What needs to be done> Every line holding "upper" should be copied from the records below.

*** Opening Data in this exercise ***

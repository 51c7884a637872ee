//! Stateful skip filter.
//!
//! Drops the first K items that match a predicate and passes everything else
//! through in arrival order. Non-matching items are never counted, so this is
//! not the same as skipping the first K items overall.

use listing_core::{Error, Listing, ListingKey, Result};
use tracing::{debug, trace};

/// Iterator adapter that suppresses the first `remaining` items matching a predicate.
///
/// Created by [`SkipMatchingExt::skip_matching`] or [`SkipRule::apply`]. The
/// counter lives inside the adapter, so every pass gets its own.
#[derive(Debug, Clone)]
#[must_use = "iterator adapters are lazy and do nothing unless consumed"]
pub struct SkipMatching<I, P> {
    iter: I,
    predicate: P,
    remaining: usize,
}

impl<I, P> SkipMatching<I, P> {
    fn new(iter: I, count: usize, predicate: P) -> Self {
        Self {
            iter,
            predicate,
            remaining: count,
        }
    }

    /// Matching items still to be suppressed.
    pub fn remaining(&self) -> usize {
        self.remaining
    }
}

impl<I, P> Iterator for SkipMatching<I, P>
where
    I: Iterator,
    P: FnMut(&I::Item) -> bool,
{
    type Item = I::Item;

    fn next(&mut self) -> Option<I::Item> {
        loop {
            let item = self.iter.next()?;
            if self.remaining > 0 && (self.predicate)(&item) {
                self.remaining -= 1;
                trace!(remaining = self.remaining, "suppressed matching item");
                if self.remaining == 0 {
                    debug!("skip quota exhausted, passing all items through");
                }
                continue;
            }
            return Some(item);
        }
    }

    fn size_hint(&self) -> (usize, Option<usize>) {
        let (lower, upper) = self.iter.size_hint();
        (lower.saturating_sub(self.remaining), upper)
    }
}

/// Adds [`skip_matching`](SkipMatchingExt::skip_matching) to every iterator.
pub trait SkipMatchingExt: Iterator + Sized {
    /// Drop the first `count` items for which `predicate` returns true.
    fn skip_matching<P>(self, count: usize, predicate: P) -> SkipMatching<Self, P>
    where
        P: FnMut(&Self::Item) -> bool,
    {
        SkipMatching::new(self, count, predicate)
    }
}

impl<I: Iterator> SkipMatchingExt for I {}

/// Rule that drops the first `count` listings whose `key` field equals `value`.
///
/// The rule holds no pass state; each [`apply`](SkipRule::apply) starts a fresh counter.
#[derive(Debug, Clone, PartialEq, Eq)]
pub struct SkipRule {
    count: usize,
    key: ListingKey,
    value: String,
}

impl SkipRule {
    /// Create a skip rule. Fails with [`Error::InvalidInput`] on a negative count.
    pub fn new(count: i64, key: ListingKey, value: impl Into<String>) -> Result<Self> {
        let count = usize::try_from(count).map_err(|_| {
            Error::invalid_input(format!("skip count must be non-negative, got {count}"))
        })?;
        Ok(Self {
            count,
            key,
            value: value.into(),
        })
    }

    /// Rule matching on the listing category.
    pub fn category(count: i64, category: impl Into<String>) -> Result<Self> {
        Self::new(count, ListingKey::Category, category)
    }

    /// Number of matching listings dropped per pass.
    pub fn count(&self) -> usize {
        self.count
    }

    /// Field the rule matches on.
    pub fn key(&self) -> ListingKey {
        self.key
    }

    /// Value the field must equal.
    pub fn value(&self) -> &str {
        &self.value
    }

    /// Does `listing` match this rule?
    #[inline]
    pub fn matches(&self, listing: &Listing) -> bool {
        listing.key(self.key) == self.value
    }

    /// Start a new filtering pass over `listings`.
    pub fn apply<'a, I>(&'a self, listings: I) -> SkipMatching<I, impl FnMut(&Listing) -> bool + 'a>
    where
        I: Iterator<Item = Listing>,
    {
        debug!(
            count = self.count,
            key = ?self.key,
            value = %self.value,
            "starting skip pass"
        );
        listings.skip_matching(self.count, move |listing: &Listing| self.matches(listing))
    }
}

*** Closing Data in this exercise ***
*** Opening Data in this exercise ***

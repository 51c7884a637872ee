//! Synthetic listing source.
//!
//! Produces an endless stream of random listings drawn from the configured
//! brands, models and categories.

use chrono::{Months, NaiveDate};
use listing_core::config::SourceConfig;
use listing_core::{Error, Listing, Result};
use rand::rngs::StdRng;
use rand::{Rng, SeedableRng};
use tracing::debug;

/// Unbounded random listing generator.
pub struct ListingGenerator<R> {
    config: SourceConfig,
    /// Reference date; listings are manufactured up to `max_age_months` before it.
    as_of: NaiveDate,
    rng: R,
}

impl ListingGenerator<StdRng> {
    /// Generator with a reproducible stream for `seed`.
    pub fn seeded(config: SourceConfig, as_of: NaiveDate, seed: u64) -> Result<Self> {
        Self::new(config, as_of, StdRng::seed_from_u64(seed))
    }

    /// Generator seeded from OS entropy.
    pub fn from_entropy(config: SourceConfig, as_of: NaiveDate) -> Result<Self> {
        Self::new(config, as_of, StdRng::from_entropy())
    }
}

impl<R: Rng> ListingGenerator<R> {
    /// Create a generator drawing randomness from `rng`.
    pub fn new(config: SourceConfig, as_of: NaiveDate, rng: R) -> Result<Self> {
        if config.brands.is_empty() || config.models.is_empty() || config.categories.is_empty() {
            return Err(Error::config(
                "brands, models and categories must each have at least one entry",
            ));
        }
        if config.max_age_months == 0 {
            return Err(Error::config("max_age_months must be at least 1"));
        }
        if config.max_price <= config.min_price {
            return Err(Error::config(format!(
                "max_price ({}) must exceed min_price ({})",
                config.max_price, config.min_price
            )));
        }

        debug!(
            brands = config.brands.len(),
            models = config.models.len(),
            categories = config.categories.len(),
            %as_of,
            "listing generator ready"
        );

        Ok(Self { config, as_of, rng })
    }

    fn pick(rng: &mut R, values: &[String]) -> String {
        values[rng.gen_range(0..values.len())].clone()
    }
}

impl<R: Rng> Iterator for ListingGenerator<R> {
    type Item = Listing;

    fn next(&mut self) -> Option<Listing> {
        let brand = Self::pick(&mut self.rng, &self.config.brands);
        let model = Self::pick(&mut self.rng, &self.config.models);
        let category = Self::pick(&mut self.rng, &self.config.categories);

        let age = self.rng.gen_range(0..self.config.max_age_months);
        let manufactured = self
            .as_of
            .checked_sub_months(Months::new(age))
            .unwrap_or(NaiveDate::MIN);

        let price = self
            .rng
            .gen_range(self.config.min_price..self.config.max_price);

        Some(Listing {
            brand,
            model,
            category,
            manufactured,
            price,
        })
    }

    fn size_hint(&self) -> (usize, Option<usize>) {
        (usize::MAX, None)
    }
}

*** Closing Data in this exercise ***

Task response>
        let (lower, upper) = self.iter.size_hint();
        (lower.saturating_sub(self.remaining), upper)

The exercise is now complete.